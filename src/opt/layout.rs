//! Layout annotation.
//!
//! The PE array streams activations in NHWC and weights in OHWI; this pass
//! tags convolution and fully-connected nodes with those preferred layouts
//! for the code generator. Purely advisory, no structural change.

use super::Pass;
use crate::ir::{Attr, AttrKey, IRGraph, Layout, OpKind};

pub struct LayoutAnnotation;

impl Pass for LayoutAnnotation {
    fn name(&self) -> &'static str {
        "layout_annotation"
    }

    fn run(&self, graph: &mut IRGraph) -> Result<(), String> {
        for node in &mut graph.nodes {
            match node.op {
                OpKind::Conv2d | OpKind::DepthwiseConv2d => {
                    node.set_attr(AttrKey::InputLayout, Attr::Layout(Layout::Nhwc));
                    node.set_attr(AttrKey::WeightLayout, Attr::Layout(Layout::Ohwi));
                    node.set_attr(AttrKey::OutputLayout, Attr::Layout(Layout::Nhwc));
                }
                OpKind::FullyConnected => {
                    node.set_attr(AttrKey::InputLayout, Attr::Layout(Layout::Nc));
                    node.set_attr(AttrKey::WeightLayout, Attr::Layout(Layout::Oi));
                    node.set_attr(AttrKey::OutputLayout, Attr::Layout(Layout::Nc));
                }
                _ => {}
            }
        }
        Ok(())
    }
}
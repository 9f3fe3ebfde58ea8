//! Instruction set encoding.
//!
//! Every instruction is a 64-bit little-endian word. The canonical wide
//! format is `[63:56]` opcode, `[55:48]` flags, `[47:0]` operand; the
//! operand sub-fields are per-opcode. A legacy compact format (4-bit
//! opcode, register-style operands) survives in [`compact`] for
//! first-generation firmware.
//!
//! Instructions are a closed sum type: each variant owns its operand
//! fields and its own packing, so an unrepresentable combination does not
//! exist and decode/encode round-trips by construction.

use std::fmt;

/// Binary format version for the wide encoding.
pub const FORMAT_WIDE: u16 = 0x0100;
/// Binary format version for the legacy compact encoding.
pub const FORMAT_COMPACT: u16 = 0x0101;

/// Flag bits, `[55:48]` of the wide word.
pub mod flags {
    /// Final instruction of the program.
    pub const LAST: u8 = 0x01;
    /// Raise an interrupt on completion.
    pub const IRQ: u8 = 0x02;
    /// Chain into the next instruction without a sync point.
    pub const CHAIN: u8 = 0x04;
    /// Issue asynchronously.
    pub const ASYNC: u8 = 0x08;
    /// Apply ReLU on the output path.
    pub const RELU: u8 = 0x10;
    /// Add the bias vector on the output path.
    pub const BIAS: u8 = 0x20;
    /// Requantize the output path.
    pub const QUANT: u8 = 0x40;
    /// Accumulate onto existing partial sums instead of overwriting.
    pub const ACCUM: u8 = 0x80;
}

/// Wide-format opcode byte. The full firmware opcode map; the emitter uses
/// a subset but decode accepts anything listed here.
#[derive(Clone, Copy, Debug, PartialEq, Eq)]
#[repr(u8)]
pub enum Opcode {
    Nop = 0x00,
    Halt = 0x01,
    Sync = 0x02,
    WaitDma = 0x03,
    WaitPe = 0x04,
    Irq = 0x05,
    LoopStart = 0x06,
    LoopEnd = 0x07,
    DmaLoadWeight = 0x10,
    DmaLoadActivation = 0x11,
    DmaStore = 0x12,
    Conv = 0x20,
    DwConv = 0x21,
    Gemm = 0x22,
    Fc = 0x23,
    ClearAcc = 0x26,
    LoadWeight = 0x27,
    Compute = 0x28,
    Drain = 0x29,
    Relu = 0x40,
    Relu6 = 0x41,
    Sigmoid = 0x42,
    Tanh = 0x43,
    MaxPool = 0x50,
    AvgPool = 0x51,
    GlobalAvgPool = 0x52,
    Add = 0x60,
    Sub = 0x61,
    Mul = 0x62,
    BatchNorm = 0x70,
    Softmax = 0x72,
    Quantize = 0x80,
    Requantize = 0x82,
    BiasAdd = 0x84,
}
##########
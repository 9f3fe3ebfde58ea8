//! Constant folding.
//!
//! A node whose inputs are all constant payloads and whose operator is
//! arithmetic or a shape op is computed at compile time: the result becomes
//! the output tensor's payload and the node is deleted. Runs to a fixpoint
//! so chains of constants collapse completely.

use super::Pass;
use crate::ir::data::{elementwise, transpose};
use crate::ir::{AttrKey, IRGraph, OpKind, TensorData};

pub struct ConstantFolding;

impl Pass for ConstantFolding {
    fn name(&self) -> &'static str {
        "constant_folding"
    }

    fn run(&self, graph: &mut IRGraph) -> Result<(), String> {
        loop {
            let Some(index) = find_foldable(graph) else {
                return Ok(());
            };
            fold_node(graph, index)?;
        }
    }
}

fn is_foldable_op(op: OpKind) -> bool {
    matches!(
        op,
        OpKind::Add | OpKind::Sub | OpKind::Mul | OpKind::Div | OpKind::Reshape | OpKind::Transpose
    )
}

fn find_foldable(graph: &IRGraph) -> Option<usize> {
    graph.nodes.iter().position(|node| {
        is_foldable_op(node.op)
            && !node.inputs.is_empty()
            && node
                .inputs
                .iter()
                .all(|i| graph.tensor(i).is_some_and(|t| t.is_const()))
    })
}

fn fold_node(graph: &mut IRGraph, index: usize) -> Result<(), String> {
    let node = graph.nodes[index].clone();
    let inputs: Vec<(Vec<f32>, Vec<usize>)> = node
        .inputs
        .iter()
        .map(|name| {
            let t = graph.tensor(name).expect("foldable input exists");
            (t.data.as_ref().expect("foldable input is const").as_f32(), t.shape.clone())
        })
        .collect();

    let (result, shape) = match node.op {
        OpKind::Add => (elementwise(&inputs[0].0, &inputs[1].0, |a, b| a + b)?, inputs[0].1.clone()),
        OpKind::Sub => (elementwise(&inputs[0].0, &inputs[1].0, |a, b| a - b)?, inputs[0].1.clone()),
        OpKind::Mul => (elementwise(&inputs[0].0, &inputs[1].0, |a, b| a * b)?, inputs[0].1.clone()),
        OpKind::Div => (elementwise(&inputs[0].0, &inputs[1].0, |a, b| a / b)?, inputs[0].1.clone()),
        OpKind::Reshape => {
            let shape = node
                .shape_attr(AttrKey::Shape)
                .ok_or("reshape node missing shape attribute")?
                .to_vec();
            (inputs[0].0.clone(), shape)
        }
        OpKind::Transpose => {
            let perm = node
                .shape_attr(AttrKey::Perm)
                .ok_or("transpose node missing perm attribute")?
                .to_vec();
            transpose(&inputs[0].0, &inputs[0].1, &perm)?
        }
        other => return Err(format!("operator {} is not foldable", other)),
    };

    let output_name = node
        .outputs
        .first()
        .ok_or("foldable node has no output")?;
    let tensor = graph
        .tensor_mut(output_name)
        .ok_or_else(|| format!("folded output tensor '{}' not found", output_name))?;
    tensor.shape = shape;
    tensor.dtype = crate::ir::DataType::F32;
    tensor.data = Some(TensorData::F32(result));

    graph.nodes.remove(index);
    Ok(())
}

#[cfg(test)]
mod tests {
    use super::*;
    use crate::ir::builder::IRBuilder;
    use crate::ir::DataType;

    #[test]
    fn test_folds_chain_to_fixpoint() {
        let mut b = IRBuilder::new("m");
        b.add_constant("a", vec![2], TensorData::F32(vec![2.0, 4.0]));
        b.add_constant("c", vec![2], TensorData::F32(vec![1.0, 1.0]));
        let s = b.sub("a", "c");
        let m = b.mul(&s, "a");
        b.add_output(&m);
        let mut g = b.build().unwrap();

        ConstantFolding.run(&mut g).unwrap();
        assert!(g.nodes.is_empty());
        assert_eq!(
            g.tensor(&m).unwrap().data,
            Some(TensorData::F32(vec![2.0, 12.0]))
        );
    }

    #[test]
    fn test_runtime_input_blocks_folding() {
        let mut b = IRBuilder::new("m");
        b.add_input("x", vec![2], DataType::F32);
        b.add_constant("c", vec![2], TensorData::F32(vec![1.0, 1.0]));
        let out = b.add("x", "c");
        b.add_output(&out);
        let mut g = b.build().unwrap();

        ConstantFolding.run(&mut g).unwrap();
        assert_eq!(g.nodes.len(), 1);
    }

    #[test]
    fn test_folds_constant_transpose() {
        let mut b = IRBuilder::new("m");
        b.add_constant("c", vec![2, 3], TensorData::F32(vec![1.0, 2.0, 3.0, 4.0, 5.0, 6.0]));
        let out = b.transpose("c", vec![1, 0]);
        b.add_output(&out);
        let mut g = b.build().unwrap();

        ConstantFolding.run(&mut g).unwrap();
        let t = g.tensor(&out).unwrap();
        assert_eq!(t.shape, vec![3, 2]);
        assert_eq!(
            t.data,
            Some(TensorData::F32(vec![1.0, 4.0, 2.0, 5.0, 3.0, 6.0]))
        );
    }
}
##########
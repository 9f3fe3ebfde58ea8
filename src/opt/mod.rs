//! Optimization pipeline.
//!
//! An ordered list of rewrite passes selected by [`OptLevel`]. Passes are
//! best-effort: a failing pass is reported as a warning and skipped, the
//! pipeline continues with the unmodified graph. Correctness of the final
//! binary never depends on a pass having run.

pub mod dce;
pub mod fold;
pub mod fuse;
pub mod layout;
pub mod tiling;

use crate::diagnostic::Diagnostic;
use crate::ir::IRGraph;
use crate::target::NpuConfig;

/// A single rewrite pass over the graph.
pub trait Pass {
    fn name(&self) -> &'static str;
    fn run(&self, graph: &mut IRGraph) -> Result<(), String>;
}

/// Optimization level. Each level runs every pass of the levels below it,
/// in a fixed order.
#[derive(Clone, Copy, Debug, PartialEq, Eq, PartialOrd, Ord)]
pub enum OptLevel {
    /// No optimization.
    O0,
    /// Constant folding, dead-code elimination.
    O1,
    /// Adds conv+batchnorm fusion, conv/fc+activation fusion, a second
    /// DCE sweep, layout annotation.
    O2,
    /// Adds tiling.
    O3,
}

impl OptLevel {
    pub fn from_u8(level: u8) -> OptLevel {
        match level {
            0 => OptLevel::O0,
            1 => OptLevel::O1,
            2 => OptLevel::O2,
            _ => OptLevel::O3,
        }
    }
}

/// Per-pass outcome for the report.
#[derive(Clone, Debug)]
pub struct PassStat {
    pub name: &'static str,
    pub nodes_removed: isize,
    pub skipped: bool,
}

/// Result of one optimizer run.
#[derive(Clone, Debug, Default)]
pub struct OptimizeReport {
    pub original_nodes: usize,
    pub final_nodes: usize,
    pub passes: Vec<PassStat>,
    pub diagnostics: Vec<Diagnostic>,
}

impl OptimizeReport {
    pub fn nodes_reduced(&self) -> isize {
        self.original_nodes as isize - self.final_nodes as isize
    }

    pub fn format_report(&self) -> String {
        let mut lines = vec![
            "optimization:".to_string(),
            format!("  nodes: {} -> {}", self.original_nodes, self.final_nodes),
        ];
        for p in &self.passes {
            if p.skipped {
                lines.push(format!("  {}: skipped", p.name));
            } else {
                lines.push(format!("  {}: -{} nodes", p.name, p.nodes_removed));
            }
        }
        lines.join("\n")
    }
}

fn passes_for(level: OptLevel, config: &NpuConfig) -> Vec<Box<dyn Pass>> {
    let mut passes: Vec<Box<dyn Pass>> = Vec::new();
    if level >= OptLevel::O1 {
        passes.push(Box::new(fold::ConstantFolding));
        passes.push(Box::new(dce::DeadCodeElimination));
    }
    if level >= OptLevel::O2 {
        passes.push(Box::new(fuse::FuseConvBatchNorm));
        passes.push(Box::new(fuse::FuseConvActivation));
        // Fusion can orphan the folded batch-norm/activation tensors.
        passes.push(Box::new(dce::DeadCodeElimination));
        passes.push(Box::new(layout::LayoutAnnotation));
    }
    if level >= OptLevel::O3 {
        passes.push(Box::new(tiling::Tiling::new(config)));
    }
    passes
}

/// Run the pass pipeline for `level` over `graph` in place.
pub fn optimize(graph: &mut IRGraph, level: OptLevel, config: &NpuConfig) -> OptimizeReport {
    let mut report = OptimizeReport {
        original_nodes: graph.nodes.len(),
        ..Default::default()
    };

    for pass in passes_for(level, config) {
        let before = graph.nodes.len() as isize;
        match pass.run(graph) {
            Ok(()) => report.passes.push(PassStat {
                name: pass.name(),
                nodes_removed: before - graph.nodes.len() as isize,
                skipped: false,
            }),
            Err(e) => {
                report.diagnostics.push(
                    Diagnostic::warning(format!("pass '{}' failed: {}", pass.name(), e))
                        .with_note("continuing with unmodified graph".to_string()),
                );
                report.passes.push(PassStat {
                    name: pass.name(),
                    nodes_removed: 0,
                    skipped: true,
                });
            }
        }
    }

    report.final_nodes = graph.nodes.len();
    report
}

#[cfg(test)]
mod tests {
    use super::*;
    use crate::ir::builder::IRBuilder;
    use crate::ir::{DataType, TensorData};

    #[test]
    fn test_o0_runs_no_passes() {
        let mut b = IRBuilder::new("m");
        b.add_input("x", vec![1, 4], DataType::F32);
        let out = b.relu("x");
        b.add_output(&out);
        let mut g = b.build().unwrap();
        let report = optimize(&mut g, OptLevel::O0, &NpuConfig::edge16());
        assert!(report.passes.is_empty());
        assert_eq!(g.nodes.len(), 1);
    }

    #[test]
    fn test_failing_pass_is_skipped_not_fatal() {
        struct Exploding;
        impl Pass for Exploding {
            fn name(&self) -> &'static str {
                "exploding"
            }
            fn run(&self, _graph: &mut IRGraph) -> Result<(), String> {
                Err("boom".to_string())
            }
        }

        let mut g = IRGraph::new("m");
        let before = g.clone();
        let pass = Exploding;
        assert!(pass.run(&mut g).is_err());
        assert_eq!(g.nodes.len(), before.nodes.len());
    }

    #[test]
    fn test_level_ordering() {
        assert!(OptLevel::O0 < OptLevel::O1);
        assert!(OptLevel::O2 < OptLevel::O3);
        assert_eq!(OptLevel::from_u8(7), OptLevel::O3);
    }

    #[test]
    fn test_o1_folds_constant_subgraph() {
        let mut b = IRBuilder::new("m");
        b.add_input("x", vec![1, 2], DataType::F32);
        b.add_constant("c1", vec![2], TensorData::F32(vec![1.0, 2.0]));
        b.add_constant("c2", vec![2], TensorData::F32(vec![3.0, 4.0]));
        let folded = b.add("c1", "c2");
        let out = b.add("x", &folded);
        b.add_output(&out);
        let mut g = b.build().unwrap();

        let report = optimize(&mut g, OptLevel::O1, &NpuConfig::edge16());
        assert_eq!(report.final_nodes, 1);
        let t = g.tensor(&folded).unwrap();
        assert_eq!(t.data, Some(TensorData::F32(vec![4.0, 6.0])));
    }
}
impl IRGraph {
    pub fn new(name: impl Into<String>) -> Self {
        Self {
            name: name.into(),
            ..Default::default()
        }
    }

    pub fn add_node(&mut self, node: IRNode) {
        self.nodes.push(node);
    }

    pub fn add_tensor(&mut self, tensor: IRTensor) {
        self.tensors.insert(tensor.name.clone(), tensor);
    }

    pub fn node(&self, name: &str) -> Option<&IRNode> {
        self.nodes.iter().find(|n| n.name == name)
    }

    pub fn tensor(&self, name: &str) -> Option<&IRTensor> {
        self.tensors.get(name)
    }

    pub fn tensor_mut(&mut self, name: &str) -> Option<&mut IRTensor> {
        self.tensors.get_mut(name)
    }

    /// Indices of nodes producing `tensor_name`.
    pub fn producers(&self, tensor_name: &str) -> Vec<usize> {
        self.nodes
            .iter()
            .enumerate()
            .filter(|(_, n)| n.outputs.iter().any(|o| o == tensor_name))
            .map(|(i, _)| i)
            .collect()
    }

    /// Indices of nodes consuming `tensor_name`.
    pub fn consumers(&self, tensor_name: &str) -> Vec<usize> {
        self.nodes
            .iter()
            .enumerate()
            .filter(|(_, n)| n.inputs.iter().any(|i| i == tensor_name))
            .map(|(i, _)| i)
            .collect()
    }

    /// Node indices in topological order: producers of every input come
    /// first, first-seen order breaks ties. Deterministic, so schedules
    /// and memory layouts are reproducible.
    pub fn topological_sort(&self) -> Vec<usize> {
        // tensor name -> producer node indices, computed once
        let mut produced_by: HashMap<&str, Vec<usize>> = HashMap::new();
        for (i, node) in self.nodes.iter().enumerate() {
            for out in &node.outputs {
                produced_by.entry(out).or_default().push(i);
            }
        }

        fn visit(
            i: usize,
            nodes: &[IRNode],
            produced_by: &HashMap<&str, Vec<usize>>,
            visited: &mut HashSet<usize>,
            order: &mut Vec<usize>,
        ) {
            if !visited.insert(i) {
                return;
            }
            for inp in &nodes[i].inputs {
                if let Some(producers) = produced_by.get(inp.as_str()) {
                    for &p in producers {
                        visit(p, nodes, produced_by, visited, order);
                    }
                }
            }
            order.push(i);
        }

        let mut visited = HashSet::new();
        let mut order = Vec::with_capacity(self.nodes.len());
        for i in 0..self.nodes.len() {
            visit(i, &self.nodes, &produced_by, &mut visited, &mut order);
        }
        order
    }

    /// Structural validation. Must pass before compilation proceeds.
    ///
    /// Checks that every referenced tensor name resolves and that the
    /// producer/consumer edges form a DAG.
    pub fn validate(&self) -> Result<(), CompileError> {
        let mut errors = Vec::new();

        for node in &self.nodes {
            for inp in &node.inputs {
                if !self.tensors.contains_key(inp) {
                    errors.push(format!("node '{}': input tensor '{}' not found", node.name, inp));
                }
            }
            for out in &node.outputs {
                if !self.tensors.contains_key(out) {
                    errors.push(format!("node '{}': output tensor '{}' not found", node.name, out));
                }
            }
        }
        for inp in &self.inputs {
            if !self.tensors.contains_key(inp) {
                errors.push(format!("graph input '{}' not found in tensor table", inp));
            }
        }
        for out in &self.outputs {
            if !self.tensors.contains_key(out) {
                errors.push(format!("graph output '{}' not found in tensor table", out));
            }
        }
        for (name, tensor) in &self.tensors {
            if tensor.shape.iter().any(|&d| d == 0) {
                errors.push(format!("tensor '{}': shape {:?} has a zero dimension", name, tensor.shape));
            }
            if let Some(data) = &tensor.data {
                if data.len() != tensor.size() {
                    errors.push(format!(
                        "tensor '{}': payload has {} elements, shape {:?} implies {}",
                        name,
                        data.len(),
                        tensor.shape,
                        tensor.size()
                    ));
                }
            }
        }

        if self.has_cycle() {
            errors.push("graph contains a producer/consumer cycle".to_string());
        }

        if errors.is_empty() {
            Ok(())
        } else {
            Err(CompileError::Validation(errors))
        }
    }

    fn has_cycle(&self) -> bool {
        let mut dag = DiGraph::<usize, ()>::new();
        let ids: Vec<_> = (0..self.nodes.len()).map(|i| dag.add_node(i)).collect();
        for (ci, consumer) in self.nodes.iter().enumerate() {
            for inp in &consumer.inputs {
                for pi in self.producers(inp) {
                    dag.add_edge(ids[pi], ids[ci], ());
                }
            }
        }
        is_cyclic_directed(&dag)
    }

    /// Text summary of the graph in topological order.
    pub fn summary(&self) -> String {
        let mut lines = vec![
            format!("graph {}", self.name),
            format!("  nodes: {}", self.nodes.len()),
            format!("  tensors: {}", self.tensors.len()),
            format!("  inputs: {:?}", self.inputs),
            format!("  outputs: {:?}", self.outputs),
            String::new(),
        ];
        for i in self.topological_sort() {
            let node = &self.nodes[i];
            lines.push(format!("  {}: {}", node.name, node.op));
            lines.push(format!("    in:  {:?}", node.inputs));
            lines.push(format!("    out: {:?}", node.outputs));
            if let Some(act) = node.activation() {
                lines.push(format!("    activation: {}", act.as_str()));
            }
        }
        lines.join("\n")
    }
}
##########
TASK DIRECTIONS: Give only the number of lines in the listing above that include the string "word".

EXERCISE RESULT: 2